Infine, la terza direttrice implica il rispetto per le parole, campo di battaglia quotidiano dove possiamo subito iniziare a cambiare il mondo. Ogni termine che scegliamo è un piccolo atto di creazione o di distruzione. Quando parliamo con precisione, facciamo esistere sfumature che altrimenti resterebbero invisibili; quando usiamo parole logore, cancelliamo pezzi di realtà. Non è questione di eloquenza o erudizione: è una pratica di resistenza. Resistenza contro l’impoverimento del pensiero, contro il conforto delle frasi preconfezionate che non chiedono nulla a chi le pronuncia e nulla lasciano a chi le ascolta. Il dialogo autentico diventa così non solo un momento di scambio, ma un laboratorio concreto di trasformazione. Mentre altri cambiamenti richiedono tempo e risorse fuori dalla portata di molti, le parole sono una materia prima democratica: sono a disposizione di tutti, qui e ora.
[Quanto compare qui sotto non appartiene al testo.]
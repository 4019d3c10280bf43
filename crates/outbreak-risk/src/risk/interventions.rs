use serde::{Deserialize, Serialize};
use tracing::warn;

use super::domain::{CatalogError, RiskFactor, RiskFactorSet};

/// Month of the projection horizon, 1 through 12.
pub type Month = u8;

pub const FIRST_MONTH: Month = 1;
pub const LAST_MONTH: Month = 12;

fn first_month() -> Month {
    FIRST_MONTH
}

pub fn is_horizon_month(month: Month) -> bool {
    (FIRST_MONTH..=LAST_MONTH).contains(&month)
}

fn deserialize_month<'de, D>(deserializer: D) -> Result<Month, D::Error>
where
    D: serde::Deserializer<'de>,
{
    let month = Month::deserialize(deserializer)?;
    if is_horizon_month(month) {
        Ok(month)
    } else {
        Err(serde::de::Error::custom(format!(
            "appliedAt must be between {FIRST_MONTH} and {LAST_MONTH}, got {month}"
        )))
    }
}

/// Additive effect on a single factor. The target is kept as the raw key so
/// imported definitions naming an unknown factor still load and are skipped.
#[derive(Debug, Clone, PartialEq, Serialize, Deserialize)]
pub struct FactorImpact {
    pub parameter: String,
    pub effect: f64,
}

impl FactorImpact {
    pub fn new(factor: RiskFactor, effect: f64) -> Self {
        Self {
            parameter: factor.key().to_string(),
            effect,
        }
    }

    pub fn factor(&self) -> Option<RiskFactor> {
        RiskFactor::from_key(&self.parameter)
    }
}

/// Named mitigation action.
///
/// `impact.effect` is a signed delta added directly to risk-positive factors,
/// so risk-reducing interventions carry a negative effect. For healthcare
/// infrastructure the absolute value is added: an intervention can only
/// improve care.
#[derive(Debug, Clone, PartialEq, Serialize, Deserialize)]
pub struct Intervention {
    pub id: String,
    pub name: String,
    pub description: String,
    pub impact: FactorImpact,
}

impl Intervention {
    pub fn new(
        id: &str,
        name: &str,
        description: &str,
        factor: RiskFactor,
        effect: f64,
    ) -> Self {
        Self {
            id: id.to_string(),
            name: name.to_string(),
            description: description.to_string(),
            impact: FactorImpact::new(factor, effect),
        }
    }

    /// Schedule the intervention from `applied_at` onward.
    pub fn activate(&self, applied_at: Month) -> ActiveIntervention {
        ActiveIntervention {
            intervention: self.clone(),
            applied_at: applied_at.clamp(FIRST_MONTH, LAST_MONTH),
        }
    }

    /// Active for the whole horizon.
    pub fn always_active(&self) -> ActiveIntervention {
        self.activate(FIRST_MONTH)
    }
}

/// Where a scheduled intervention sits relative to simulated time.
#[derive(Debug, Clone, Copy, PartialEq, Eq, Serialize, Deserialize)]
#[serde(rename_all = "snake_case")]
pub enum InterventionState {
    Pending,
    Active,
}

/// Intervention together with the month it takes effect.
#[derive(Debug, Clone, PartialEq, Serialize, Deserialize)]
#[serde(rename_all = "camelCase")]
pub struct ActiveIntervention {
    #[serde(flatten)]
    pub intervention: Intervention,
    #[serde(default = "first_month", deserialize_with = "deserialize_month")]
    pub applied_at: Month,
}

impl ActiveIntervention {
    /// Once active an intervention never lapses.
    pub fn state_at(&self, month: Month) -> InterventionState {
        if self.applied_at <= month {
            InterventionState::Active
        } else {
            InterventionState::Pending
        }
    }

    pub fn is_active_at(&self, month: Month) -> bool {
        self.state_at(month) == InterventionState::Active
    }
}

/// Time-bound effect recurring in specific months.
#[derive(Debug, Clone, PartialEq, Serialize, Deserialize)]
pub struct SeasonalEvent {
    pub id: String,
    pub name: String,
    pub months: Vec<Month>,
    pub affects: FactorImpact,
}

impl SeasonalEvent {
    pub fn new(id: &str, name: &str, months: &[Month], factor: RiskFactor, effect: f64) -> Self {
        Self {
            id: id.to_string(),
            name: name.to_string(),
            months: months.to_vec(),
            affects: FactorImpact::new(factor, effect),
        }
    }

    pub fn is_active_in(&self, month: Month) -> bool {
        self.months.contains(&month)
    }
}

/// Apply intervention effects in order, returning a new factor set.
///
/// With `current_time` set, interventions scheduled after it are skipped.
/// Interventions naming an unknown factor are ignored.
pub fn apply_interventions(
    factors: &RiskFactorSet,
    interventions: &[ActiveIntervention],
    current_time: Option<Month>,
) -> RiskFactorSet {
    let mut modified = *factors;

    for scheduled in interventions {
        if let Some(month) = current_time {
            if !scheduled.is_active_at(month) {
                continue;
            }
        }

        let impact = &scheduled.intervention.impact;
        let Some(factor) = impact.factor() else {
            warn!(
                intervention = %scheduled.intervention.id,
                parameter = %impact.parameter,
                "intervention targets unknown risk factor; skipping"
            );
            continue;
        };

        let delta = if factor.is_inverted() {
            impact.effect.abs()
        } else {
            impact.effect
        };
        modified.adjust(factor, delta);
    }

    modified
}

/// Apply the seasonal events active in `month`. Effects are added as signed
/// deltas to every factor, healthcare included.
pub fn apply_seasonal_events(
    factors: &RiskFactorSet,
    events: &[SeasonalEvent],
    month: Month,
) -> RiskFactorSet {
    let mut modified = *factors;

    for event in events.iter().filter(|event| event.is_active_in(month)) {
        match event.affects.factor() {
            Some(factor) => modified.adjust(factor, event.affects.effect),
            None => warn!(
                event = %event.id,
                parameter = %event.affects.parameter,
                "seasonal event targets unknown risk factor; skipping"
            ),
        }
    }

    modified
}

/// Reference interventions and seasonal events offered to planners.
#[derive(Debug, Clone, PartialEq)]
pub struct InterventionCatalog {
    interventions: Vec<Intervention>,
    seasonal_events: Vec<SeasonalEvent>,
}

impl InterventionCatalog {
    pub fn new(interventions: Vec<Intervention>, seasonal_events: Vec<SeasonalEvent>) -> Self {
        Self {
            interventions,
            seasonal_events,
        }
    }

    pub fn standard() -> Self {
        let interventions = vec![
            Intervention::new(
                "fruit-netting",
                "Fruit Netting Implementation",
                "Covering fruit trees with nets to prevent bat access",
                RiskFactor::FruitConsumptionPractices,
                -0.15,
            ),
            Intervention::new(
                "pig-quarantine",
                "Pig Farm Biosecurity",
                "Enhanced biosecurity measures on pig farms",
                RiskFactor::PigFarmingIntensity,
                -0.2,
            ),
            Intervention::new(
                "health-camps",
                "Health Camp Setup",
                "Establishing temporary healthcare facilities",
                RiskFactor::HealthcareInfrastructure,
                0.2,
            ),
            Intervention::new(
                "bat-habitat",
                "Bat Habitat Management",
                "Creating alternative habitats away from human settlements",
                RiskFactor::BatDensity,
                -0.15,
            ),
            Intervention::new(
                "public-awareness",
                "Public Awareness Campaigns",
                "Education about avoiding high-risk behaviors",
                RiskFactor::HumanPopulationDensity,
                -0.1,
            ),
            Intervention::new(
                "forest-conservation",
                "Forest Conservation",
                "Preventing deforestation and habitat fragmentation",
                RiskFactor::EnvironmentalDegradation,
                -0.2,
            ),
        ];

        let seasonal_events = vec![
            SeasonalEvent::new(
                "fruit-season",
                "January: Fruit Season",
                &[1, 2],
                RiskFactor::FruitConsumptionPractices,
                0.2,
            ),
            SeasonalEvent::new(
                "monsoon",
                "June-August: Monsoon",
                &[6, 7, 8],
                RiskFactor::BatDensity,
                0.15,
            ),
            SeasonalEvent::new(
                "bat-migration",
                "October: Bat Migration",
                &[10],
                RiskFactor::BatDensity,
                0.25,
            ),
            SeasonalEvent::new(
                "harvest-festival",
                "November: Harvest Festival",
                &[11],
                RiskFactor::HumanPopulationDensity,
                0.1,
            ),
            SeasonalEvent::new(
                "deforestation-season",
                "March-April: Deforestation Activity",
                &[3, 4],
                RiskFactor::EnvironmentalDegradation,
                0.15,
            ),
        ];

        Self::new(interventions, seasonal_events)
    }

    pub fn interventions(&self) -> &[Intervention] {
        &self.interventions
    }

    pub fn seasonal_events(&self) -> &[SeasonalEvent] {
        &self.seasonal_events
    }

    pub fn intervention(&self, id: &str) -> Result<&Intervention, CatalogError> {
        self.interventions
            .iter()
            .find(|intervention| intervention.id == id)
            .ok_or_else(|| CatalogError::InterventionNotFound(id.to_string()))
    }
}

impl Default for InterventionCatalog {
    fn default() -> Self {
        Self::standard()
    }
}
Dunque, “forgiare ciò che subiamo” non è solo una bella formula: è un gesto, un lavoro, un’esercitazione quotidiana. È la scelta di non lasciarsi travolgere, ma di fare spazio. Dare forma. E forse non è un caso che il pastore smarrito di De Martino avesse perso di vista proprio un campanile. Era quello, il suo segnale. Un elemento che dava misura al tempo, orientava il pensiero, legava passato e futuro in un punto visibile.

I campanili, con le loro guglie protese verso l’infinito, non sono semplicemente segni nel paesaggio, ma metafore viventi di ciò che siamo chiamati a costruire dentro di noi. Perché alla fine, non è la pietra che salva, ma la capacità di trasformare il disorientamento in una nuova forma di radicamento. Come il suono delle campane che, pur disperso nell’aria, continua a risuonare dentro chi lo ascolta, così il senso dell’umano persiste anche quando tutto sembra dissolversi. In questo fragile equilibrio tra memoria e trasformazione, tra fedeltà e rinnovamento, si nasconde forse il segreto di un’umanità che non teme di guardare oltre l’orizzonte, perché sa che anche nell’ignoto può trovare casa.